**Requirement**.
Would you filter the listing below so that only lines with the word "join" remain?

**Records**.
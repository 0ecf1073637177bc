//! Build script for equinox-firmware
//!
//! - Sets up linker search paths for memory.x
//! - Validates mount.toml at compile time

use std::env;
use std::fs::{self, File};
use std::io::Write;
use std::path::{Path, PathBuf};

/// Hardware timer rate the tick period is counted in
const HW_TICKS_PER_SECOND: f64 = 16_000_000.0;

/// Slot table size compiled into the core
const MAX_PEC_SLOTS: i64 = 1024;

fn main() {
    setup_linker();
    validate_config();
}

/// Set up linker search paths for memory.x
fn setup_linker() {
    let out_dir = PathBuf::from(env::var("OUT_DIR").unwrap());

    // Copy memory.x to the output directory
    let memory_x = include_bytes!("memory.x");
    let mut f = File::create(out_dir.join("memory.x")).unwrap();
    f.write_all(memory_x).unwrap();

    // Tell rustc where to find memory.x
    println!("cargo:rustc-link-search={}", out_dir.display());

    // Re-run if memory.x changes
    println!("cargo:rerun-if-changed=memory.x");
    println!("cargo:rerun-if-changed=build.rs");
}

/// Validate mount.toml configuration at compile time
fn validate_config() {
    println!("cargo:rerun-if-changed=mount.toml");

    let config_path = Path::new("mount.toml");

    if !config_path.exists() {
        panic!(
            "\n\
            ╔══════════════════════════════════════════════════════════════════╗\n\
            ║  ERROR: mount.toml not found!                                    ║\n\
            ║                                                                  ║\n\
            ║  The firmware embeds a mount.toml as its default configuration.  ║\n\
            ║  Please create one in the equinox-firmware directory.            ║\n\
            ╚══════════════════════════════════════════════════════════════════╝\n"
        );
    }

    let config_content = match fs::read_to_string(config_path) {
        Ok(content) => content,
        Err(e) => {
            panic!(
                "\n\
                ╔══════════════════════════════════════════════════════════════════╗\n\
                ║  ERROR: Failed to read mount.toml                                ║\n\
                ║                                                                  ║\n\
                ║  Error: {:<56} ║\n\
                ╚══════════════════════════════════════════════════════════════════╝\n",
                e
            );
        }
    };

    let config: toml::Value = match toml::from_str(&config_content) {
        Ok(value) => value,
        Err(e) => {
            let error_msg = e.to_string();
            panic!(
                "\n\
                ╔══════════════════════════════════════════════════════════════════╗\n\
                ║  ERROR: Invalid TOML syntax in mount.toml                        ║\n\
                ╠══════════════════════════════════════════════════════════════════╣\n\
                ║                                                                  ║\n\
                {}\n\
                ║                                                                  ║\n\
                ╚══════════════════════════════════════════════════════════════════╝\n",
                format_error_lines(&error_msg)
            );
        }
    };

    // The firmware parser only knows these sections
    validate_sections(&config);

    let tick_period = validate_mount(&config);
    validate_axis(&config, "axis1", tick_period);
    validate_axis(&config, "axis2", tick_period);
    validate_limits(&config);
    validate_pec(&config);
    validate_guide(&config);

    println!("cargo:warning=mount.toml validated successfully");
}

/// Format error message lines with box drawing
fn format_error_lines(msg: &str) -> String {
    msg.lines()
        .map(|line| {
            let truncated = if line.len() > 64 {
                format!("{}...", &line[..61])
            } else {
                line.to_string()
            };
            format!("║  {:<64} ║", truncated)
        })
        .collect::<Vec<_>>()
        .join("\n")
}

/// Abort the build listing every problem found in one section
fn fail_if_any(title: &str, errors: &[String]) {
    if errors.is_empty() {
        return;
    }
    panic!(
        "\n\
        ╔══════════════════════════════════════════════════════════════════╗\n\
        ║  ERROR: {:<56} ║\n\
        ╠══════════════════════════════════════════════════════════════════╣\n\
        {}\n\
        ╚══════════════════════════════════════════════════════════════════╝\n",
        title,
        errors
            .iter()
            .map(|e| format!("║  • {:<62} ║", e))
            .collect::<Vec<_>>()
            .join("\n")
    );
}

/// Numeric value, integer or float
fn number(table: &toml::Table, key: &str) -> Option<f64> {
    match table.get(key) {
        Some(toml::Value::Integer(i)) => Some(*i as f64),
        Some(toml::Value::Float(f)) => Some(*f),
        _ => None,
    }
}

/// Check that an optional string key holds one of `allowed`
fn check_choice(
    table: &toml::Table,
    section: &str,
    key: &str,
    allowed: &[&str],
    errors: &mut Vec<String>,
) {
    match table.get(key) {
        None => {}
        Some(toml::Value::String(s)) if allowed.contains(&s.as_str()) => {}
        Some(_) => errors.push(format!(
            "[{}] {} must be one of {}",
            section,
            key,
            allowed.join(", ")
        )),
    }
}

/// Check that an optional numeric key is a number
fn check_number(table: &toml::Table, section: &str, key: &str, errors: &mut Vec<String>) {
    if table.contains_key(key) && number(table, key).is_none() {
        errors.push(format!("[{}] {} must be a number", section, key));
    }
}

/// Check that an optional key is a boolean
fn check_bool(table: &toml::Table, section: &str, key: &str, errors: &mut Vec<String>) {
    if let Some(value) = table.get(key) {
        if !value.is_bool() {
            errors.push(format!("[{}] {} must be true or false", section, key));
        }
    }
}

fn section<'a>(config: &'a toml::Value, name: &str) -> Option<&'a toml::Table> {
    config.get(name).and_then(|v| v.as_table())
}

/// Validate that required sections exist and nothing unknown is present
fn validate_sections(config: &toml::Value) {
    const KNOWN: [&str; 8] = [
        "mount", "axis1", "axis2", "limits", "pec", "guide", "site", "pointing",
    ];
    let mut errors = Vec::new();

    for required in ["mount", "axis1", "axis2"] {
        if section(config, required).is_none() {
            errors.push(format!("Missing [{}] section", required));
        }
    }

    if let Some(root) = config.as_table() {
        for (name, value) in root {
            if !value.is_table() {
                errors.push(format!("'{}' must be inside a section", name));
            } else if !KNOWN.contains(&name.as_str()) {
                errors.push(format!("Unknown section [{}]", name));
            }
        }
    }

    fail_if_any("Invalid sections in mount.toml", &errors);
}

/// Validate [mount], returning the tick period in effect
fn validate_mount(config: &toml::Value) -> f64 {
    let Some(mount) = section(config, "mount") else {
        return 1600.0;
    };
    let mut errors = Vec::new();

    check_choice(
        mount,
        "mount",
        "kind",
        &["gem", "german_equatorial", "fork", "altaz", "alt_azimuth"],
        &mut errors,
    );
    check_choice(
        mount,
        "mount",
        "meridian_flip",
        &["never", "align", "if_aligned", "always"],
        &mut errors,
    );
    check_choice(
        mount,
        "mount",
        "preferred_pier_side",
        &["best", "east", "west"],
        &mut errors,
    );
    check_choice(
        mount,
        "mount",
        "rate_compensation",
        &["none", "refraction_ra", "refraction_both", "full_ra", "full_both"],
        &mut errors,
    );
    check_choice(
        mount,
        "mount",
        "tracking_rate",
        &["sidereal", "solar", "lunar", "king"],
        &mut errors,
    );
    for key in ["pause_at_home", "auto_meridian_flip"] {
        check_bool(mount, "mount", key, &mut errors);
    }
    for key in ["home_axis1_deg", "home_axis2_deg", "slew_tolerance_steps"] {
        check_number(mount, "mount", key, &mut errors);
    }

    let tick_period = number(mount, "tick_period").unwrap_or(1600.0);
    if tick_period < 1.0 {
        errors.push("[mount] tick_period must be at least 1".to_string());
    }

    fail_if_any("Invalid [mount] configuration", &errors);
    tick_period
}

/// Validate one [axisN] section
fn validate_axis(config: &toml::Value, name: &str, tick_period: f64) {
    let Some(axis) = section(config, name) else {
        return;
    };
    let mut errors = Vec::new();

    let steps_per_degree = number(axis, "steps_per_degree").unwrap_or(12_800.0);
    if steps_per_degree <= 0.0 {
        errors.push(format!("[{}] steps_per_degree must be positive", name));
    }

    let goto_code = match axis.get("microstep_code_goto") {
        Some(toml::Value::String(s)) if s == "none" => false,
        Some(toml::Value::Integer(code)) if (0..=7).contains(code) => true,
        None => true,
        Some(_) => {
            errors.push(format!(
                "[{}] microstep_code_goto must be 0-7 or \"none\"",
                name
            ));
            true
        }
    };
    if let Some(code) = number(axis, "microstep_code") {
        if !(0.0..=7.0).contains(&code) {
            errors.push(format!("[{}] microstep_code must be 0-7", name));
        }
    }

    let multiplier = match axis.get("goto_step_multiplier") {
        Some(toml::Value::Integer(m)) => *m,
        Some(_) => {
            errors.push(format!("[{}] goto_step_multiplier must be an integer", name));
            1
        }
        None => 8,
    };
    if !(1..=256).contains(&multiplier) || multiplier.count_ones() != 1 {
        errors.push(format!(
            "[{}] goto_step_multiplier must be a power of two up to 256",
            name
        ));
    }
    if !goto_code && multiplier > 1 {
        errors.push(format!(
            "[{}] goto_step_multiplier needs a microstep_code_goto",
            name
        ));
    }
    let multiplier = if goto_code { multiplier as f64 } else { 1.0 };

    let max_slew = number(axis, "max_slew_deg_per_s").unwrap_or(4.0);
    let ticks_per_second = HW_TICKS_PER_SECOND / tick_period.max(1.0);
    let pulses_per_second = max_slew * steps_per_degree / multiplier;
    if pulses_per_second > ticks_per_second {
        errors.push(format!(
            "[{}] max slew needs {:.0} pulses/s, tick rate is {:.0}",
            name, pulses_per_second, ticks_per_second
        ));
    }

    let min_deg = number(axis, "min_deg").unwrap_or(-270.0);
    let max_deg = number(axis, "max_deg").unwrap_or(270.0);
    if min_deg >= max_deg || min_deg < -360.0 || max_deg > 360.0 {
        errors.push(format!(
            "[{}] travel must satisfy -360 <= min_deg < max_deg <= 360",
            name
        ));
    }

    check_number(axis, name, "backlash_steps", &mut errors);
    check_number(axis, name, "accel_distance_deg", &mut errors);
    check_bool(axis, name, "reverse", &mut errors);

    fail_if_any(&format!("Invalid [{}] configuration", name), &errors);
}

/// Validate [limits]
fn validate_limits(config: &toml::Value) {
    let Some(limits) = section(config, "limits") else {
        return;
    };
    let mut errors = Vec::new();

    let min_alt = number(limits, "min_altitude_deg").unwrap_or(-10.0);
    let max_alt = number(limits, "max_altitude_deg").unwrap_or(90.0);
    if min_alt >= max_alt {
        errors.push("[limits] min_altitude_deg must be below max_altitude_deg".to_string());
    }

    for key in ["min_altitude_deg", "max_altitude_deg"] {
        if let Some(value) = number(limits, key) {
            if value.abs() > 90.0 {
                errors.push(format!("[limits] {} must be within ±90", key));
            }
        }
    }
    for key in ["past_meridian_east_deg", "past_meridian_west_deg", "under_pole_deg"] {
        if let Some(value) = number(limits, key) {
            if !(0.0..=180.0).contains(&value) {
                errors.push(format!("[limits] {} must be 0-180", key));
            }
        }
    }

    fail_if_any("Invalid [limits] configuration", &errors);
}

/// Validate [pec]
fn validate_pec(config: &toml::Value) {
    let Some(pec) = section(config, "pec") else {
        return;
    };
    let mut errors = Vec::new();

    let rotation = match pec.get("steps_per_worm_rotation") {
        Some(toml::Value::Integer(steps)) => *steps,
        Some(_) => {
            errors.push("[pec] steps_per_worm_rotation must be an integer".to_string());
            0
        }
        None => 32_000,
    };
    let slots = match pec.get("slots") {
        Some(toml::Value::Integer(slots)) => *slots,
        Some(_) => {
            errors.push("[pec] slots must be an integer".to_string());
            0
        }
        None => 640,
    };

    if !(1..=MAX_PEC_SLOTS).contains(&slots) {
        errors.push(format!("[pec] slots must be 1-{}", MAX_PEC_SLOTS));
    } else if rotation <= 0 || rotation % slots != 0 {
        errors.push("[pec] slots must divide steps_per_worm_rotation".to_string());
    }

    check_bool(pec, "pec", "has_index_sensor", &mut errors);
    check_bool(pec, "pec", "play_after_record", &mut errors);

    fail_if_any("Invalid [pec] configuration", &errors);
}

/// Validate [guide]
fn validate_guide(config: &toml::Value) {
    let Some(guide) = section(config, "guide") else {
        return;
    };
    let mut errors = Vec::new();

    for key in ["rate", "pulse_rate"] {
        match guide.get(key) {
            None => {}
            Some(toml::Value::Integer(index)) if (0..=9).contains(index) => {}
            Some(_) => errors.push(format!("[guide] {} must be a rate index 0-9", key)),
        }
    }

    fail_if_any("Invalid [guide] configuration", &errors);
}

**Task result**.
    let mut f = File::create(out_dir.join("memory.x")).unwrap();
        .join("\n")
            .join("\n")
            allowed.join(", ")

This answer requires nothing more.